## Data for this exercise
....

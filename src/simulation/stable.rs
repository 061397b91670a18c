//! Search for random worlds that settle into a fixed point

use super::runner::{SimulationRun, SimulationRunner};
use crate::game_of_life::RandomSeeder;
use rand::Rng;
use tracing::{debug, info, warn};

/// Result of a bounded search for a stabilizing random world
#[derive(Debug, Clone)]
pub enum StableSearchOutcome {
    Found { run: SimulationRun, attempts: usize },
    /// Every attempt hit the iteration cap; `last_run` is the final attempt
    Exhausted { last_run: SimulationRun, attempts: usize },
}

impl StableSearchOutcome {
    pub fn run(&self) -> &SimulationRun {
        match self {
            StableSearchOutcome::Found { run, .. } => run,
            StableSearchOutcome::Exhausted { last_run, .. } => last_run,
        }
    }

    pub fn into_run(self) -> SimulationRun {
        match self {
            StableSearchOutcome::Found { run, .. } => run,
            StableSearchOutcome::Exhausted { last_run, .. } => last_run,
        }
    }

    pub fn attempts(&self) -> usize {
        match self {
            StableSearchOutcome::Found { attempts, .. }
            | StableSearchOutcome::Exhausted { attempts, .. } => *attempts,
        }
    }

    pub fn is_found(&self) -> bool {
        matches!(self, StableSearchOutcome::Found { .. })
    }
}

/// Reseeds and simulates until a world stabilizes within the runner's cap
#[derive(Debug, Clone)]
pub struct StableWorldSearch {
    seeder: RandomSeeder,
    runner: SimulationRunner,
    max_attempts: usize,
}

impl StableWorldSearch {
    /// `max_attempts` below one is treated as one
    pub fn new(seeder: RandomSeeder, runner: SimulationRunner, max_attempts: usize) -> Self {
        Self {
            seeder,
            runner,
            max_attempts: max_attempts.max(1),
        }
    }

    pub fn search<R: Rng + ?Sized>(&self, rng: &mut R) -> StableSearchOutcome {
        let mut attempt = 1;
        loop {
            let run = self.runner.run(self.seeder.seed(rng));

            if run.is_stable() {
                info!(
                    attempts = attempt,
                    generations = run.generation_count(),
                    "found a stable world"
                );
                return StableSearchOutcome::Found {
                    run,
                    attempts: attempt,
                };
            }

            if attempt == self.max_attempts {
                warn!(attempts = attempt, "no stable world within the attempt limit");
                return StableSearchOutcome::Exhausted {
                    last_run: run,
                    attempts: attempt,
                };
            }

            debug!(attempt, "world did not stabilize, reseeding");
            attempt += 1;
        }
    }
}

#[cfg(test)]
mod tests {
    use super::*;
    use rand::rngs::StdRng;
    use rand::SeedableRng;

    #[test]
    fn test_empty_worlds_are_found_at_once() {
        let search = StableWorldSearch::new(
            RandomSeeder::new(8, 8, 0.0),
            SimulationRunner::new(10),
            5,
        );
        let outcome = search.search(&mut StdRng::seed_from_u64(3));

        assert!(outcome.is_found());
        assert_eq!(outcome.attempts(), 1);
        assert!(outcome.run().is_stable());
    }

    #[test]
    fn test_exhausts_when_cap_is_zero() {
        // With no iterations allowed no world can be shown to stabilize
        let search = StableWorldSearch::new(
            RandomSeeder::new(8, 8, 0.5),
            SimulationRunner::new(0),
            4,
        );
        let outcome = search.search(&mut StdRng::seed_from_u64(3));

        assert!(!outcome.is_found());
        assert_eq!(outcome.attempts(), 4);
        assert_eq!(outcome.into_run().generation_count(), 1);
    }

    #[test]
    fn test_attempt_limit_is_at_least_one() {
        let search = StableWorldSearch::new(
            RandomSeeder::new(4, 4, 0.5),
            SimulationRunner::new(0),
            0,
        );
        assert_eq!(search.search(&mut StdRng::seed_from_u64(1)).attempts(), 1);
    }

    #[test]
    fn test_found_runs_end_in_fixed_point() {
        let search = StableWorldSearch::new(
            RandomSeeder::new(12, 12, 0.5),
            SimulationRunner::new(500),
            50,
        );
        let outcome = search.search(&mut StdRng::seed_from_u64(2024));

        if let StableSearchOutcome::Found { run, .. } = outcome {
            let last = run.final_generation();
            assert_eq!(&crate::game_of_life::GameOfLifeRules::advance(last), last);
        }
    }
}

....

## Work to be completed
The records above should be printed exactly, please, from the first line through the line containing "pub fn attempts(&self)", with both ends kept and nothing past it.

## Exercise solution
filename src/simulation/stable.rs
repository 061397b91670a18c
//! Search for random worlds that settle into a fixed point

use super::runner::{SimulationRun, SimulationRunner};
use crate::game_of_life::RandomSeeder;
use rand::Rng;
use tracing::{debug, info, warn};

/// Result of a bounded search for a stabilizing random world
#[derive(Debug, Clone)]
pub enum StableSearchOutcome {
    Found { run: SimulationRun, attempts: usize },
    /// Every attempt hit the iteration cap; `last_run` is the final attempt
    Exhausted { last_run: SimulationRun, attempts: usize },
}

impl StableSearchOutcome {
    pub fn run(&self) -> &SimulationRun {
        match self {
            StableSearchOutcome::Found { run, .. } => run,
            StableSearchOutcome::Exhausted { last_run, .. } => last_run,
        }
    }

    pub fn into_run(self) -> SimulationRun {
        match self {
            StableSearchOutcome::Found { run, .. } => run,
            StableSearchOutcome::Exhausted { last_run, .. } => last_run,
        }
    }

    pub fn attempts(&self) -> usize {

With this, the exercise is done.